De todos los tipos de trastornos de la personalidad hay uno que llama la atención de los especialistas además de cautivar y repugnar a partes iguales a todo tipo de personas. De esto se dieron cuenta rápidamente los estudios de cine de Hollywood, haciendo del psicópata el protagonista de un filón que, desde “Jack El Destripador” hasta Hannibal Lecter, sigue cosechando éxitos taquilleros multimillonarios.

Pero, ¿Sabemos realmente qué es un psicópata? El rasgo más característico del psicópata es su ausencia total de empatía por las personas y su consiguiente falta de sentimiento de culpa o remordimiento. Cuando en un bar abarrotado a las tres de la tarde cae la noticia de un nuevo crimen a manos de un psicópata se hace un silencio cáustico. – ¿Cómo pudo hacer algo así? Es la expresión normal ante un acto que como seres humanos no podemos concebir. La clave para comprender como una persona puede llegar a hacer algo así nos la da principalmente la genética y no, como la mayoría de la gente piensa, una infancia traumática. El psicópata nace con un rasgo diferencial clave en el desarrollo de la personalidad: Es incapaz de sentir como el resto de las personas. Un ambiente social y físico negativo podrá ser el caldo de cultivo perfecto para hacer de una persona con perfil psicopático un asesino.

El que posiblemente sea el psicópata por antonomasia del celuloide, Hannibal Lecter. ©1991, MGM.

El que posiblemente sea el psicópata por antonomasia del celuloide, Hannibal Lecter. ©1991, MGM.

El psicópata sabe lo que son las emociones de una manera teórica, ya que observa continuamente los modelos emocionales de conducta. Por esto podrá imitarlos a la perfección y camuflarse en la sociedad como un lobo con piel de cordero que al ser descubierto deja una lluvia de perplejidad sobre vecinos y conocidos. Pero en realidad no conoce el miedo como esa sensación que nos paraliza, nos hace temblar, sentirnos mal físicamente hasta atenazarnos. Nunca ha sentido algo así porque no puede sentirlo. El miedo es en particular una emoción vital en el desarrollo de los conceptos del bien y el mal en el niño. Antes de desarrollar una conciencia moral el niño basa su conducta en la imposición por parte de sus padres de lo que se puede o no se puede hacer. Gracias a las emociones estos patrones de conducta quedan grabados a fuego como parte de la personalidad dando lugar posteriormente a una conciencia moral real.

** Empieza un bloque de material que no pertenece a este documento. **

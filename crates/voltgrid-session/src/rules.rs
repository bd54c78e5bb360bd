//! The rules-engine extension point.
//!
//! The session owns turn order, timing, and broadcasting; what a bid or a
//! purchase actually *does* lives behind [`RuleEngine`]. A real
//! implementation keeps its own auction/market state and may emit extra
//! envelopes (AUCTION_STARTED, BID_PLACED, PLANT_SOLD) ahead of the
//! snapshot the session broadcasts after every accepted action.

use voltgrid_protocol::{Envelope, PlayerAction, PlayerId};

use crate::GameSnapshot;

/// Game rules invoked by the session for every non-END_TURN action that
/// arrives while the game is in progress.
pub trait RuleEngine: Send + 'static {
    /// Applies one player action.
    ///
    /// On acceptance, returns envelopes to broadcast before the session's
    /// snapshot broadcast (may be empty). On rejection, returns the reason;
    /// the session logs it and broadcasts nothing.
    fn apply(
        &mut self,
        snapshot: &GameSnapshot,
        sender: &PlayerId,
        action: &PlayerAction,
    ) -> Result<Vec<Envelope>, String>;
}

/// Placeholder rules: every action is accepted with no effect and no extra
/// events, so the observable behavior is "re-broadcast the current
/// snapshot".
#[derive(Debug, Clone, Copy, Default)]
pub struct StubRules;

impl RuleEngine for StubRules {
    fn apply(
        &mut self,
        _snapshot: &GameSnapshot,
        sender: &PlayerId,
        action: &PlayerAction,
    ) -> Result<Vec<Envelope>, String> {
        tracing::debug!(
            %sender,
            kind = %action.kind(),
            "rules stub accepted action with no effect"
        );
        Ok(Vec::new())
    }
}
// ---------------------------------------------------------------------------
// Envelope: the top-level wire format
// ---------------------------------------------------------------------------

/// The directionless message wrapper: `{ "type": "<KIND>", "payload": ... }`.
///
/// `payload` is omitted on the wire when absent; whether it is required
/// depends on the kind and is checked when converting to a typed command.
#[derive(Debug, Clone, PartialEq, Serialize, Deserialize)]
pub struct Envelope {
    #[serde(rename = "type")]
    pub kind: MessageType,

    #[serde(default, skip_serializing_if = "Option::is_none")]
    pub payload: Option<Value>,
}

impl Envelope {
    /// Builds an envelope by serializing a typed payload.
    pub fn new<T: Serialize>(
        kind: MessageType,
        payload: &T,
    ) -> Result<Self, ProtocolError> {
        let value =
            serde_json::to_value(payload).map_err(ProtocolError::Encode)?;
        Ok(Self {
            kind,
            payload: Some(value),
        })
    }

    /// Builds a payload-less envelope (PING, PONG, ...).
    pub fn bare(kind: MessageType) -> Self {
        Self {
            kind,
            payload: None,
        }
    }
}

// ---------------------------------------------------------------------------
// Typed inbound commands
// ---------------------------------------------------------------------------

/// A game action forwarded to a running session.
///
/// Everything except `EndTurn` is interpreted by the rules engine; the
/// session only guarantees the action arrived while the game was in
/// progress.
#[derive(Debug, Clone, PartialEq)]
pub enum PlayerAction {
    BidPlant { plant_id: u32, amount: u32 },
    PassBid,
    BuyResource { resource: String, amount: u32 },
    BuildCity { city_id: String },
    EndTurn,
}

impl PlayerAction {
    /// The wire kind this action arrived as.
    pub fn kind(&self) -> MessageType {
        match self {
            PlayerAction::BidPlant { .. } => MessageType::BidPlant,
            PlayerAction::PassBid => MessageType::PassBid,
            PlayerAction::BuyResource { .. } => MessageType::BuyResource,
            PlayerAction::BuildCity { .. } => MessageType::BuildCity,
            PlayerAction::EndTurn => MessageType::EndTurn,
        }
    }
}

/// A validated client→server message, produced from an [`Envelope`] at
/// parse time. Unknown kinds, server-bound kinds, and malformed payloads
/// never make it past [`ClientCommand::from_envelope`].
#[derive(Debug, Clone, PartialEq)]
pub enum ClientCommand {
    Hello { player_name: String },
    ListRooms,
    CreateRoom { room_name: String },
    JoinRoom { room_id: RoomId },
    LeaveRoom,
    StartGame,
    Action(PlayerAction),
    Ping,
}

#[derive(Deserialize)]
#[serde(rename_all = "camelCase")]
struct HelloRequest {
    #[serde(default = "default_player_name")]
    player_name: String,
}

#[derive(Deserialize)]
#[serde(rename_all = "camelCase")]
struct CreateRoomRequest {
    #[serde(default = "default_room_name")]
    room_name: String,
}

#[derive(Deserialize)]
#[serde(rename_all = "camelCase")]
struct JoinRoomRequest {
    room_id: RoomId,
}

#[derive(Deserialize)]
#[serde(rename_all = "camelCase")]
struct BidPlantRequest {
    plant_id: u32,
    amount: u32,
}

#[derive(Deserialize)]
#[serde(rename_all = "camelCase")]
struct BuyResourceRequest {
    resource: String,
    amount: u32,
}

#[derive(Deserialize)]
#[serde(rename_all = "camelCase")]
struct BuildCityRequest {
    city_id: String,
}

fn default_player_name() -> String {
    "Unknown".to_string()
}
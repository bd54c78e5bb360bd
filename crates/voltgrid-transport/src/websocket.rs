//! WebSocket transport implementation using `tokio-tungstenite`.
//!
//! Upgrades are only honored on the [`WS_PATH`] endpoint; any other path is
//! answered with 404 before the WebSocket handshake completes.

use std::sync::atomic::{AtomicU64, Ordering};
use std::sync::Arc;

use futures_util::stream::{SplitSink, SplitStream};
use futures_util::{SinkExt, StreamExt};
use tokio::net::{TcpListener, TcpStream};
use tokio::sync::Mutex;
use tokio_tungstenite::tungstenite::handshake::server::{
    ErrorResponse, Request, Response,
};
use tokio_tungstenite::tungstenite::http::StatusCode;
use tokio_tungstenite::tungstenite::Message;
use tokio_tungstenite::WebSocketStream;

use crate::{Connection, ConnectionId, Transport, TransportError};

/// The only path the server upgrades on.
pub const WS_PATH: &str = "/ws";

/// Counter for generating unique connection IDs.
static NEXT_CONNECTION_ID: AtomicU64 = AtomicU64::new(1);

type WsStream = WebSocketStream<TcpStream>;

/// A WebSocket [`Transport`] listening for incoming upgrades on `/ws`.
pub struct WebSocketTransport {
    listener: TcpListener,
}

impl WebSocketTransport {
    /// Binds a new WebSocket transport to the given address.
    pub async fn bind(addr: &str) -> Result<Self, TransportError> {
        let listener = TcpListener::bind(addr)
            .await
            .map_err(TransportError::BindFailed)?;
        tracing::info!(addr, "WebSocket transport listening");
        Ok(Self { listener })
    }

    /// Returns the local address the listener is bound to.
    pub fn local_addr(&self) -> std::io::Result<std::net::SocketAddr> {
        self.listener.local_addr()
    }
}

impl Transport for WebSocketTransport {
    type Connection = WebSocketConnection;
    type Error = TransportError;

    async fn accept(&mut self) -> Result<Self::Connection, Self::Error> {
        let (stream, addr) = self
            .listener
            .accept()
            .await
            .map_err(TransportError::AcceptFailed)?;

        let ws = tokio_tungstenite::accept_hdr_async(stream, check_path)
            .await
            .map_err(|e| {
                TransportError::AcceptFailed(std::io::Error::new(
                    std::io::ErrorKind::ConnectionRefused,
                    e,
                ))
            })?;

        let id = ConnectionId::new(
            NEXT_CONNECTION_ID.fetch_add(1, Ordering::Relaxed),
        );
        tracing::debug!(%id, %addr, "accepted WebSocket connection");

        let (sink, stream) = ws.split();
        Ok(WebSocketConnection {
            id,
            sink: Arc::new(Mutex::new(sink)),
            stream: Arc::new(Mutex::new(stream)),
        })
    }
}

/// Header callback rejecting upgrades on anything but [`WS_PATH`].
fn check_path(
    req: &Request,
    resp: Response,
) -> Result<Response, ErrorResponse> {
    if req.uri().path() == WS_PATH {
        Ok(resp)
    } else {
        tracing::debug!(path = req.uri().path(), "rejecting non-endpoint upgrade");
        let mut not_found =
            ErrorResponse::new(Some("no such endpoint".to_string()));
        *not_found.status_mut() = StatusCode::NOT_FOUND;
        Err(not_found)
    }
}

/// A single WebSocket connection.
///
/// The sink and stream halves are locked independently so the reader loop
/// and the outbound writer task never contend with each other.
#[derive(Clone)]
pub struct WebSocketConnection {
    id: ConnectionId,
    sink: Arc<Mutex<SplitSink<WsStream, Message>>>,
    stream: Arc<Mutex<SplitStream<WsStream>>>,
}

impl Connection for WebSocketConnection {
    type Error = TransportError;

    async fn send_text(&self, text: &str) -> Result<(), Self::Error> {
        let msg = Message::Text(text.to_string().into());
        self.sink.lock().await.send(msg).await.map_err(|e| {
            TransportError::SendFailed(std::io::Error::new(
                std::io::ErrorKind::BrokenPipe,
                e,
            ))
        })
    }

    async fn recv_text(&self) -> Result<Option<String>, Self::Error> {
        loop {
            let msg = self.stream.lock().await.next().await;
            match msg {
                Some(Ok(Message::Text(text))) => {
                    return Ok(Some(text.as_str().to_owned()));
                }
                // Tolerate clients that send JSON as binary frames.
                Some(Ok(Message::Binary(data))) => {
                    match String::from_utf8(data.into()) {
                        Ok(text) => return Ok(Some(text)),
                        Err(_) => {
                            tracing::debug!(
                                id = %self.id,
                                "dropping non-UTF-8 binary frame"
                            );
                            continue;
                        }
                    }
                }
                Some(Ok(Message::Close(_))) | None => return Ok(None),
                Some(Ok(_)) => continue, // ping/pong/frame
                Some(Err(e)) => {
                    return Err(TransportError::ReceiveFailed(
                        std::io::Error::new(
                            std::io::ErrorKind::ConnectionReset,
                            e,
                        ),
                    ));
                }
            }
        }
    }

    async fn close(&self) -> Result<(), Self::Error> {
        self.sink.lock().await.close().await.map_err(|e| {
            TransportError::SendFailed(std::io::Error::new(
                std::io::ErrorKind::BrokenPipe,
                e,
            ))
        })
    }

    fn id(&self) -> ConnectionId {
        self.id
    }
}
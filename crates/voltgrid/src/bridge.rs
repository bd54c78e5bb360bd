//! Per-connection bridge: translates wire text into lobby commands and
//! owns the connection's outbound queue.
//!
//! Each accepted connection gets a fresh player id (before any handshake),
//! a bounded drop-oldest outbound queue, and two tasks: the reader loop
//! below (the bridge unit itself) and a writer task draining the queue
//! into the socket. Everything the lobby or a session sends to this
//! player lands in the queue through the [`ClientHandle`] the bridge
//! registered.

use voltgrid_lobby::LobbyHandle;
use voltgrid_protocol::{
    ClientCommand, Codec, Envelope, JsonCodec, MessageType, PlayerId,
};
use voltgrid_session::{
    outbound_channel, ClientHandle, OutboundReceiver, OUTBOUND_CAPACITY,
};
use voltgrid_transport::{Connection, WebSocketConnection};

/// Runs one connection from accept to close.
pub(crate) async fn run_connection(
    conn: WebSocketConnection,
    lobby: LobbyHandle,
) {
    let player_id = PlayerId::generate();
    let (client, outbound) =
        outbound_channel(player_id.clone(), OUTBOUND_CAPACITY);

    let writer = tokio::spawn(drain_outbound(conn.clone(), outbound));

    let mut bridge = ConnectionBridge::new(player_id, lobby, client);
    loop {
        match conn.recv_text().await {
            Ok(Some(text)) => bridge.on_incoming_text(&text),
            Ok(None) => break,
            Err(e) => {
                tracing::debug!(
                    player_id = %bridge.player_id,
                    conn = %conn.id(),
                    error = %e,
                    "receive failed"
                );
                break;
            }
        }
    }

    bridge.on_connection_closed();
    let _ = writer.await;
}

/// Drains the outbound queue into the socket until the queue closes or
/// the socket dies, then closes the socket.
async fn drain_outbound(conn: WebSocketConnection, outbound: OutboundReceiver) {
    while let Some(text) = outbound.recv().await {
        if let Err(e) = conn.send_text(&text).await {
            tracing::debug!(
                conn = %conn.id(),
                error = %e,
                "send failed, stopping writer"
            );
            break;
        }
    }
    let _ = conn.close().await;
}

/// The per-connection unit of serialized state.
pub(crate) struct ConnectionBridge {
    player_id: PlayerId,
    lobby: LobbyHandle,
    client: ClientHandle,
    codec: JsonCodec,
    registered: bool,
}

impl ConnectionBridge {
    pub(crate) fn new(
        player_id: PlayerId,
        lobby: LobbyHandle,
        client: ClientHandle,
    ) -> Self {
        Self {
            player_id,
            lobby,
            client,
            codec: JsonCodec,
            registered: false,
        }
    }

    /// Parses one inbound frame and dispatches it. Unreadable frames are
    /// logged and dropped; the connection stays open.
    pub(crate) fn on_incoming_text(&mut self, raw: &str) {
        let command = self
            .codec
            .decode::<Envelope>(raw)
            .and_then(ClientCommand::from_envelope);
        match command {
            Ok(cmd) => self.dispatch(cmd),
            Err(e) => {
                tracing::warn!(
                    player_id = %self.player_id,
                    error = %e,
                    "dropping unreadable message"
                );
            }
        }
    }

    fn dispatch(&mut self, command: ClientCommand) {
        match command {
            ClientCommand::Hello { player_name } => {
                self.lobby.player_connected(
                    self.player_id.clone(),
                    player_name,
                    self.client.clone(),
                );
                self.registered = true;
            }

            // Answered locally: pings are stateless and high-frequency,
            // the lobby never sees them.
            ClientCommand::Ping => {
                self.client.send(&Envelope::bare(MessageType::Pong));
            }

            ClientCommand::ListRooms => {
                self.lobby.list_rooms(self.player_id.clone());
            }
            ClientCommand::CreateRoom { room_name } => {
                self.lobby.create_room(self.player_id.clone(), room_name);
            }
            ClientCommand::JoinRoom { room_id } => {
                self.lobby.join_room(self.player_id.clone(), room_id);
            }
            ClientCommand::LeaveRoom => {
                self.lobby.leave_room(self.player_id.clone());
            }
            ClientCommand::StartGame => {
                self.lobby.start_game(self.player_id.clone());
            }
            ClientCommand::Action(action) => {
                self.lobby.player_action(self.player_id.clone(), action);
            }
        }
    }

    /// Tears the bridge down: tells the lobby (if this connection ever
    /// registered) and closes the outbound queue so the writer exits.
    pub(crate) fn on_connection_closed(&mut self) {
        tracing::info!(player_id = %self.player_id, "connection closed");
        if self.registered {
            self.lobby.player_disconnected(self.player_id.clone());
        }
        self.client.close();
    }
}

En diversos estudios ha quedado de manifiesto que el niño psicópata da signos de trastornos en la conducta desde antes incluso de ir al colegio. Teniendo en cuenta que no existe tratamiento efectivo para este tipo de trastornos no considerados enfermedad ¿Qué posición debe tomar la sociedad ante los niños con un perfil psicopático?, ¿Marcarlos de por vida con el estigma de “malos”?

Charles Manson en una instantánea tomada en los 70

Charles Manson en una instantánea tomada en los 70

Si como hemos visto la psicopatía no responde a ninguna enfermedad mental ni a ninguna lesión cerebral, sino que más bien es una condición particular de la psicología de un individuo, ¿Cómo se juzga la responsabilidad de una persona que no puede sentir la moral humana por causas inherentes a su ser y ajenas a su propia voluntad? ¿Sería como juzgar a un león por matar a una gacela? Creo que el tema deja abiertas muchas incógnitas, pero si me permitís llegar un poco más allá:

¿Qué pasaría si dejásemos de pensar en la mutación causante de la psicopatía como en una patología y empezásemos a pensar en ella como una mutación de carácter adaptativo, evolutivamente hablando?

El mero hecho de cuestionarse este tipo de incógnitas hace que un escalofrío le recorra a uno la espina dorsal, ¿verdad?. Los mayores logros de la humanidad en todas las disciplinas posibles, la genialidad o el amor maternal son cosas maravillosas del género humano y debemos apreciarlas como merecen. Pero si no miramos directamente a los ojos del “Mr. Hyde” que hay en nosotros nunca nos daremos cuenta de que asumirnos tal como somos es el primer paso para comprendernos como individuos y especie.